來源: study169 2024-02-22 17:40:13 [] [舊帖] [給我悄悄話] 本文已被閱讀: 次 (13473 bytes)

Nvidia GPU從性能到開發生態環境絕對領先。但性能到底差多少?網上搜了一下:

Under the right circumstances, we found that Gaudi 2 had the highest LLM training performance vs. the same-generation NVIDIA A100 and AMD MI250 GPUs, with an average speedup of 1.22x vs. the A100-80GB, 1.34x vs. the A100-40GB, and 1.59x vs. the MI250.
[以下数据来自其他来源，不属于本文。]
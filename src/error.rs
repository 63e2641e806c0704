// WHY: Core operations fail in three distinct ways (bad construction input, unknown
// page, per-word translation) and callers treat each differently

use serde::{Deserialize, Serialize};
use thiserror::Error;

/// Reason a translator could not produce a translation for one word
#[derive(Error, Debug, Clone, PartialEq, Eq, Serialize, Deserialize)]
pub enum TranslationFailure {
    /// The translation service needs a credential that was not configured
    #[error("missing credential for translation service")]
    MissingCredential,

    /// The request never completed or timed out
    #[error("network failure: {0}")]
    NetworkFailure(String),

    /// The service answered but refused or could not translate
    #[error("translation service error: {0}")]
    ServiceError(String),
}

/// Errors raised by the reading engine core
#[derive(Error, Debug, Clone, PartialEq, Eq)]
pub enum DiglotError {
    /// Construction input violated an invariant; nothing was built
    #[error("invalid argument: {0}")]
    InvalidArgument(String),

    /// No page with this number exists in the book
    #[error("page {page_number} not found")]
    NotFound { page_number: u32 },

    /// A single word could not be translated
    #[error("failed to translate {word:?}: {source}")]
    Translation {
        word: String,
        #[source]
        source: TranslationFailure,
    },
}

impl DiglotError {
    pub fn invalid(msg: impl Into<String>) -> Self {
        DiglotError::InvalidArgument(msg.into())
    }

    /// Whether the error only affects one word and reveal may continue
    pub fn is_recoverable(&self) -> bool {
        matches!(self, DiglotError::Translation { .. })
    }
}

pub type Result<T> = std::result::Result<T, DiglotError>;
On each platform, we ran the same training scripts from LLM Foundry using MPT models with a sequence length of 2048, BF16 mixed precision, and the ZeRO Stage-3 distributed training algorithm. On NVIDIA or AMD systems, this algorithm is implemented via PyTorch FSDP with sharding_strategy: FULL_SHARD. On Intel systems, this is currently done via DeepSpeed ZeRO with Stage: 3 but FSDP support is expected to be added in the near future.
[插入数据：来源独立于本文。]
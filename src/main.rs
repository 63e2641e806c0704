use anyhow::Result;
use clap::Parser;
use diglot::reader::{AsyncWordReader, ReaderConfig};
use diglot::{
    paginate, Book, CyrillicTransliterator, Glossary, IdentityTransliterator, Page, ReadingSession,
    RevealConfig, RevealEngine, SharedTranslationCache, TimedTranslator, Transliterator, WordKind,
    DEFAULT_SEED,
};
use indicatif::{ProgressBar, ProgressStyle};
use std::path::PathBuf;
use std::sync::Arc;
use std::time::Duration;
use tracing::info;

#[derive(Parser, Debug)]
#[command(name = "diglot")]
#[command(about = "Read a plain text book with foreign vocabulary revealed page by page")]
#[command(version)]
struct Args {
    /// UTF-8 plain text book to read
    book: PathBuf,

    /// Words per page
    #[arg(long, default_value_t = 250)]
    page_size: usize,

    /// Reveal speed, 1-5
    #[arg(long, default_value_t = 1)]
    speed: u32,

    /// Ramp the reveal rate up with page number
    #[arg(long)]
    incremental: bool,

    /// Show translations in their own script next to the transliteration
    #[arg(long)]
    preserve_original_script: bool,

    /// Incremental reveal count is page / (ramp base - speed)
    #[arg(long, default_value_t = 6)]
    ramp_base: u32,

    /// Target language code
    #[arg(long, default_value = "en")]
    target_language: String,

    /// JSON object mapping source words to translations
    #[arg(long)]
    glossary: Option<PathBuf>,

    /// Seed for word selection
    #[arg(long, default_value_t = DEFAULT_SEED)]
    seed: u64,

    /// Stop after this many pages
    #[arg(long)]
    pages: Option<usize>,

    /// Per-word translation deadline
    #[arg(long, default_value_t = 2000)]
    translate_timeout_ms: u64,

    /// Suppress console progress bar
    #[arg(long)]
    no_progress: bool,

    /// Session stats output file path
    #[arg(long)]
    stats_out: Option<PathBuf>,
}

/// Presentation for a terminal: revealed words wrapped in `*`
fn render_page(page: &Page) -> String {
    page.displayed_words()
        .iter()
        .map(|w| match w.kind {
            WordKind::Emphasis => format!("*{}*", w.text),
            WordKind::Plain => w.text.clone(),
        })
        .collect::<Vec<_>>()
        .join(" ")
}

fn transliterator_for(target_language: &str) -> Arc<dyn Transliterator> {
    match target_language {
        "ru" | "uk" | "bg" | "sr" | "mk" | "be" => Arc::new(CyrillicTransliterator),
        _ => Arc::new(IdentityTransliterator),
    }
}

#[tokio::main]
async fn main() -> Result<()> {
    // JSON logs on stderr; stdout carries the rendered pages
    tracing_subscriber::fmt()
        .with_target(false)
        .with_writer(std::io::stderr)
        .json()
        .init();

    let args = Args::parse();

    info!("Starting diglot");
    info!(?args, "Parsed CLI arguments");

    if !args.book.is_file() {
        anyhow::bail!("Book file does not exist: {}", args.book.display());
    }

    let config = RevealConfig {
        speed: args.speed,
        incremental: args.incremental,
        preserve_original_script: args.preserve_original_script,
        target_language: args.target_language.clone(),
        ramp_base: args.ramp_base,
        seed: args.seed,
        ..Default::default()
    };
    config.validate()?;

    let reader = AsyncWordReader::new(ReaderConfig::default());
    let (words, read_stats) = reader.read_words(&args.book).await?;
    let pages = paginate(&words, args.page_size)?;
    if pages.is_empty() {
        anyhow::bail!("Book has no words: {}", args.book.display());
    }

    let title = args
        .book
        .file_stem()
        .and_then(|s| s.to_str())
        .unwrap_or("untitled")
        .to_string();
    let book = Book::new(title, pages)?;
    info!(
        "Imported {} words from {} into {} pages",
        read_stats.words_read,
        read_stats.file_path,
        book.page_count()
    );

    let glossary = match &args.glossary {
        Some(path) => Glossary::load(path).await?,
        None => Glossary::default(),
    };
    if glossary.is_empty() {
        info!("No glossary entries loaded; pages will render untranslated");
    }

    let cache = SharedTranslationCache::new();
    let translator = TimedTranslator::new(
        glossary,
        cache.clone(),
        tokio::runtime::Handle::current(),
        Duration::from_millis(args.translate_timeout_ms),
    );
    let engine = RevealEngine::new(
        config,
        cache,
        Arc::new(translator),
        transliterator_for(&args.target_language),
    )?;
    let mut session = ReadingSession::new(book, engine);

    let page_limit = args.pages.unwrap_or(usize::MAX).min(session.book().page_count());
    let progress = if args.no_progress {
        ProgressBar::hidden()
    } else {
        let bar = ProgressBar::new(page_limit as u64);
        bar.set_style(
            ProgressStyle::with_template("{bar:40} {pos}/{len} pages {msg}")
                .unwrap_or_else(|_| ProgressStyle::default_bar()),
        );
        bar
    };

    for visited in 0..page_limit {
        let report = session.visit_current().await?;
        progress.suspend(|| {
            println!("--- page {} ---", report.page_number);
            println!("{}", render_page(session.current_page()));
        });
        progress.set_message(format!("{} words revealed", session.stats().words_revealed));
        progress.inc(1);

        if visited + 1 < page_limit && !session.next() {
            info!("Stopped at page {}: no next page", session.book().current_page_number());
            break;
        }
    }
    progress.finish_and_clear();

    let stats = session.stats();
    println!(
        "Visited {} pages, revealed {} words, {} translation failures",
        stats.pages_visited, stats.words_revealed, stats.translation_failures
    );

    if let Some(stats_out) = &args.stats_out {
        session.write_stats(stats_out).await?;
    }

    Ok(())
}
On each system, we also used the most optimized implementation of scaled-dot-product-attention (SDPA) available:

  • NVIDIA: Triton FlashAttention-2
  • AMD: ROCm ComposableKernel FlashAttention-2
  • Intel: Gaudi TPC FusedSDPA

編程工具好像PyTorch最流行,官方版本支持Nvidia和AMD,intel好像有一個改動版支持Gaudi。在LLM早期軍備競賽階段,大公司優先考慮性能最好的。在基礎模型成熟以後,更多finetuning和domain adaptation,有多大必要搶最好的GPU。我們1~2千人AI 研發公司,最常用的GPU是A5000。感覺Nvidia還是有些遠憂,希望老黃能將Nvidia帶到更成功的AI應用領域。從Nvidia的發家史中可以看出老黃的長遠眼光。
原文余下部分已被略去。